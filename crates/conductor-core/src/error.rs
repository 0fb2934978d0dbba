use core::result::Result as CoreResult;
use std::io::Error as IoError;

use serde_json::Error as SerdeJsonError;
use thiserror::Error as ThisError;

/// Result type for core operations.
pub type Result<T> = CoreResult<T, Error>;

/// Errors that can occur in the core library.
#[derive(Debug, ThisError)]
pub enum Error {
    /// An I/O operation failed.
    #[error("IO error: {0}")]
    Io(#[from] IoError),

    /// JSON serialization or deserialization failed.
    #[error("JSON serialization error: {0}")]
    Json(#[from] SerdeJsonError),

    /// A capability provider is temporarily unreachable.
    #[error("Provider unavailable: {0}")]
    ProviderUnavailable(String),

    /// A capability provider rejected the requested action.
    #[error("Unsupported action '{action}' for provider '{provider}'")]
    UnsupportedAction {
        /// Provider that rejected the action.
        provider: String,
        /// Action name that was not recognized.
        action: String,
    },

    /// A message source could not satisfy a load request.
    #[error("Message source error: {0}")]
    MessageSource(String),

    /// Required parameters were missing or malformed.
    #[error("Invalid parameters: {0}")]
    InvalidParams(String),

    /// A general error not covered by other variants.
    #[error("{0}")]
    Other(String),
}

impl Error {
    /// Determines whether this error may succeed if retried.
    ///
    /// Returns `true` for transient failures such as an unreachable provider.
    pub fn is_retryable(&self) -> bool {
        matches!(self, Self::ProviderUnavailable(_) | Self::MessageSource(_))
    }
}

:::

* [PROBLEM REQUIREMENTS] Select every line of the records holding the string "self".

* [FINISHED EXERCISE]
    pub fn is_retryable(&self) -> bool {
        matches!(self, Self::ProviderUnavailable(_) | Self::MessageSource(_))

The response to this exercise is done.